___ Data shown
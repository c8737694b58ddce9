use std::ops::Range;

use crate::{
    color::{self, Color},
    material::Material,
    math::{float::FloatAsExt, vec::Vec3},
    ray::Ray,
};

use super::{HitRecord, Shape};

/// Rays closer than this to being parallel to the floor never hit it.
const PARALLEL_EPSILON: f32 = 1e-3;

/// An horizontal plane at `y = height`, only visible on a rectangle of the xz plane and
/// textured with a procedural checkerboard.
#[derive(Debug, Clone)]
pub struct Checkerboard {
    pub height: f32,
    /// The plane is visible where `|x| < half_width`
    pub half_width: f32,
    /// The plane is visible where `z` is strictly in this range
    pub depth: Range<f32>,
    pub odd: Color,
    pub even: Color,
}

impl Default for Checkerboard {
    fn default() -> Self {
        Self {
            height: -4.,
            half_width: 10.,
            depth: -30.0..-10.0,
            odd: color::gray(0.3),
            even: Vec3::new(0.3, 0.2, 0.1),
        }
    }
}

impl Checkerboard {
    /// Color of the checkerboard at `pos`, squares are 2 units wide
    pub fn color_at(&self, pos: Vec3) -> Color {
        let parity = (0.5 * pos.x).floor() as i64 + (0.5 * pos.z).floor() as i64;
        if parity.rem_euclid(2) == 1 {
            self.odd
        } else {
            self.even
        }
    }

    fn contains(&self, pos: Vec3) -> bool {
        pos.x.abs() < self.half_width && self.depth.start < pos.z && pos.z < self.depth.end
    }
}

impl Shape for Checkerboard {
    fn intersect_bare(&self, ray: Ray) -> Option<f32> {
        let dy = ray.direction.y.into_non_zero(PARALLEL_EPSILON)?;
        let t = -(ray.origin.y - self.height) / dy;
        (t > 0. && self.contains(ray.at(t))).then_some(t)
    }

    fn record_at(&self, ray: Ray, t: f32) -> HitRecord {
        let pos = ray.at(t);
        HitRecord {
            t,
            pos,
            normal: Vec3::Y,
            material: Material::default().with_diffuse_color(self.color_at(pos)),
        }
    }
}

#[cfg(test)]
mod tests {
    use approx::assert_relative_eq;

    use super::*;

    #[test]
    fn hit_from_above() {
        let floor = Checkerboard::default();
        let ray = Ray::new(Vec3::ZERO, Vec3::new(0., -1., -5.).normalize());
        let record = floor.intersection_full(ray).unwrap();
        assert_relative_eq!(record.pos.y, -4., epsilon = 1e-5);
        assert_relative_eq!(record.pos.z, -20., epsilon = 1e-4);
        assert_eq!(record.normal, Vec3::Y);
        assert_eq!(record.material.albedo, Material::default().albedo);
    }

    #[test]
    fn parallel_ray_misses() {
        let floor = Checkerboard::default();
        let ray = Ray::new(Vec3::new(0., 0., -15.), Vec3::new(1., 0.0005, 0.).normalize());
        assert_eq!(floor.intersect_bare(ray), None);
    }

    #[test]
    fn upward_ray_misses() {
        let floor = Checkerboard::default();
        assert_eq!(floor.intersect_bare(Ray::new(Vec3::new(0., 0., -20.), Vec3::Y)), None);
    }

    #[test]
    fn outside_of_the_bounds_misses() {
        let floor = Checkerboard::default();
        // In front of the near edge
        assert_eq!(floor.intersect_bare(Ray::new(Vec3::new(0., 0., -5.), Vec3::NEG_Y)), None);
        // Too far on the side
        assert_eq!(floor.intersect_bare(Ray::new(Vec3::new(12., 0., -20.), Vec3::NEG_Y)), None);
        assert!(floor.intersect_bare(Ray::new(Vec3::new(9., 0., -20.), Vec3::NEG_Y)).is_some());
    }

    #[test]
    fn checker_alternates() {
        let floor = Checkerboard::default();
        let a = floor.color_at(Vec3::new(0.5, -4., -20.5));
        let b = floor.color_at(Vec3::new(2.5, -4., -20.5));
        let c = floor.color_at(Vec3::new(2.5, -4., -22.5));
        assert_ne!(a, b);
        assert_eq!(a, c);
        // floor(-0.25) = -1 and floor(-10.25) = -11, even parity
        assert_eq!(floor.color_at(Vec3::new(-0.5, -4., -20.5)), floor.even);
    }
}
______
Problem details: Would you write out all of the data exactly as given?

Response to the task:
repository c8737694b58ddce9
use std::ops::Range;

use crate::{
    color::{self, Color},
    material::Material,
    math::{float::FloatAsExt, vec::Vec3},
    ray::Ray,
};

use super::{HitRecord, Shape};

/// Rays closer than this to being parallel to the floor never hit it.
const PARALLEL_EPSILON: f32 = 1e-3;

/// An horizontal plane at `y = height`, only visible on a rectangle of the xz plane and
/// textured with a procedural checkerboard.
#[derive(Debug, Clone)]
pub struct Checkerboard {
    pub height: f32,
    /// The plane is visible where `|x| < half_width`
    pub half_width: f32,
    /// The plane is visible where `z` is strictly in this range
    pub depth: Range<f32>,
    pub odd: Color,
    pub even: Color,
}

impl Default for Checkerboard {
    fn default() -> Self {
        Self {
            height: -4.,
            half_width: 10.,
            depth: -30.0..-10.0,
            odd: color::gray(0.3),
            even: Vec3::new(0.3, 0.2, 0.1),
        }
    }
}

impl Checkerboard {
    /// Color of the checkerboard at `pos`, squares are 2 units wide
    pub fn color_at(&self, pos: Vec3) -> Color {
        let parity = (0.5 * pos.x).floor() as i64 + (0.5 * pos.z).floor() as i64;
        if parity.rem_euclid(2) == 1 {
            self.odd
        } else {
            self.even
        }
    }

    fn contains(&self, pos: Vec3) -> bool {
        pos.x.abs() < self.half_width && self.depth.start < pos.z && pos.z < self.depth.end
    }
}

impl Shape for Checkerboard {
    fn intersect_bare(&self, ray: Ray) -> Option<f32> {
        let dy = ray.direction.y.into_non_zero(PARALLEL_EPSILON)?;
        let t = -(ray.origin.y - self.height) / dy;
        (t > 0. && self.contains(ray.at(t))).then_some(t)
    }

    fn record_at(&self, ray: Ray, t: f32) -> HitRecord {
        let pos = ray.at(t);
        HitRecord {
            t,
            pos,
            normal: Vec3::Y,
            material: Material::default().with_diffuse_color(self.color_at(pos)),
        }
    }
}

#[cfg(test)]
mod tests {
    use approx::assert_relative_eq;

    use super::*;

    #[test]
    fn hit_from_above() {
        let floor = Checkerboard::default();
        let ray = Ray::new(Vec3::ZERO, Vec3::new(0., -1., -5.).normalize());
        let record = floor.intersection_full(ray).unwrap();
        assert_relative_eq!(record.pos.y, -4., epsilon = 1e-5);
        assert_relative_eq!(record.pos.z, -20., epsilon = 1e-4);
        assert_eq!(record.normal, Vec3::Y);
        assert_eq!(record.material.albedo, Material::default().albedo);
    }

    #[test]
    fn parallel_ray_misses() {
        let floor = Checkerboard::default();
        let ray = Ray::new(Vec3::new(0., 0., -15.), Vec3::new(1., 0.0005, 0.).normalize());
        assert_eq!(floor.intersect_bare(ray), None);
    }

    #[test]
    fn upward_ray_misses() {
        let floor = Checkerboard::default();
        assert_eq!(floor.intersect_bare(Ray::new(Vec3::new(0., 0., -20.), Vec3::Y)), None);
    }

    #[test]
    fn outside_of_the_bounds_misses() {
        let floor = Checkerboard::default();
        // In front of the near edge
        assert_eq!(floor.intersect_bare(Ray::new(Vec3::new(0., 0., -5.), Vec3::NEG_Y)), None);
        // Too far on the side
        assert_eq!(floor.intersect_bare(Ray::new(Vec3::new(12., 0., -20.), Vec3::NEG_Y)), None);
        assert!(floor.intersect_bare(Ray::new(Vec3::new(9., 0., -20.), Vec3::NEG_Y)).is_some());
    }

    #[test]
    fn checker_alternates() {
        let floor = Checkerboard::default();
        let a = floor.color_at(Vec3::new(0.5, -4., -20.5));
        let b = floor.color_at(Vec3::new(2.5, -4., -20.5));
        let c = floor.color_at(Vec3::new(2.5, -4., -22.5));
        assert_ne!(a, b);
        assert_eq!(a, c);
        // floor(-0.25) = -1 and floor(-10.25) = -11, even parity
        assert_eq!(floor.color_at(Vec3::new(-0.5, -4., -20.5)), floor.even);
    }
}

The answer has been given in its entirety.